In order to transform a virtual call into a direct call, the frontend must be sure that there are no overrides of vfunction in the program or know the dynamic type of object. Compilation proceeds one translation unit at a time, so, barring LTO, there are only a few cases when the compiler may conclude that there are no overrides:

  • either the class or virtual method is marked as final
  • the class is defined in an anonymous namespace and has no deriving classes in its translation unit

The latter is more tricky for clang, which translates the source code in chunks on the fly (see: ASTProducer and ASTConsumer), so is not able to determine if there are any deriving classes later in the source. This could be dealt with in a couple of ways:

  • give up immediate generation
  • run data flow analysis in LLVM to find all the dynamic types passed to function, which has static linkage
  • hope that every use of the virtual function, which is necessarily in the same translation unit, will be inlined by LLVM -- static linkage increases the chances of inlining

Store to load propagation in LLVM

In order to devirtualize a virtual call we need:

  • value of vptr - which virtual table is pointed by it
  • value of vtable slot - which exact virtual function it is

Because vtables are constant, the latter value is much easier to get when we have the value of vptr. The only thing we need is vtable definition, which can be achieved by using available_externally linkage.

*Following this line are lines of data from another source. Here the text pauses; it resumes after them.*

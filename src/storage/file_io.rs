//! File I/O utilities with atomic writes
//!
//! Provides safe file operations that won't corrupt data on failure.
//! Each write goes to a temp file in the same directory and is renamed into
//! place; a crash leaves either the old file or the new one, never a torn
//! mix. This is per-file only: the active and memory lists live in separate
//! files and can still diverge if a crash lands between their saves.

use std::fs::{self, File};
use std::io::{BufReader, BufWriter, Write};
use std::path::Path;

use serde::{de::DeserializeOwned, Serialize};

use crate::error::SpendlogError;

/// Read JSON from a file, returning a default value if file doesn't exist
pub fn read_json<T, P>(path: P) -> Result<T, SpendlogError>
where
    T: DeserializeOwned + Default,
    P: AsRef<Path>,
{
    let path = path.as_ref();

    if !path.exists() {
        return Ok(T::default());
    }

    let file = File::open(path)
        .map_err(|e| SpendlogError::Storage(format!("Failed to open {}: {}", path.display(), e)))?;

    let reader = BufReader::new(file);
    serde_json::from_reader(reader)
        .map_err(|e| SpendlogError::Storage(format!("Failed to parse {}: {}", path.display(), e)))
}

/// Write JSON to a file atomically (write to temp, then rename)
pub fn write_json_atomic<T, P>(path: P, data: &T) -> Result<(), SpendlogError>
where
    T: Serialize,
    P: AsRef<Path>,
{
    let path = path.as_ref();

    // Ensure parent directory exists
    if let Some(parent) = path.parent() {
        fs::create_dir_all(parent).map_err(|e| {
            SpendlogError::Storage(format!(
                "Failed to create directory {}: {}",
                parent.display(),
                e
            ))
        })?;
    }

    // Temp file must live in the same directory for the rename to be atomic
    let temp_path = path.with_extension("json.tmp");

    let file = File::create(&temp_path)
        .map_err(|e| SpendlogError::Storage(format!("Failed to create temp file: {}", e)))?;

    let mut writer = BufWriter::new(file);
    serde_json::to_writer_pretty(&mut writer, data)
        .map_err(|e| SpendlogError::Storage(format!("Failed to serialize data: {}", e)))?;

    writer
        .flush()
        .map_err(|e| SpendlogError::Storage(format!("Failed to flush data: {}", e)))?;

    // Sync to disk before rename
    writer
        .get_ref()
        .sync_all()
        .map_err(|e| SpendlogError::Storage(format!("Failed to sync data: {}", e)))?;

    fs::rename(&temp_path, path).map_err(|e| {
        // Try to clean up temp file if rename fails
        let _ = fs::remove_file(&temp_path);
        SpendlogError::Storage(format!("Failed to rename temp file: {}", e))
    })?;

    Ok(())
}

In order to figure out the vptr value, we have to find the store to the same location that defines it. There are 2 analysis responsible for it:

  • MemDep (Memory Dependence Analysis) is a simple linear algorithm that for each quered instruction iterates through all instructions above and stops when first dependency is found. Because queries might be performed for each instruction we end up with a quadratic algorithm. Of course quadratic algorithms are not welcome in compilers, so MemDep can only check certain number of instructions.
  • Memory SSA on the other hand has constant complexity because of caching. To find out more, watch “Memory SSA in 5minutes” (https://www.youtube.com/watch?v=bdxWmryoHak). MemSSA is a pretty new analysis and it doesn’t have all the features MemDep has, therefore MemDep is still widely used.

The LLVM main pass that does store to load propagation is GVN - Global Value Numbering.

Finding vptr store

In order to figure out the vptr value, we need to see store from constructor. To not rely on constructor's availability or inlining, we decided to use the @llvm.assume intrinsic to indicate the value of vptr. Assume is akin to assert - optimizer seeing call to @llvm.assume(i1 %b) can assume that %b is true after it. We can indicate vptr value by comparing it with the vtable and then call the @llvm.assume with the result of this comparison.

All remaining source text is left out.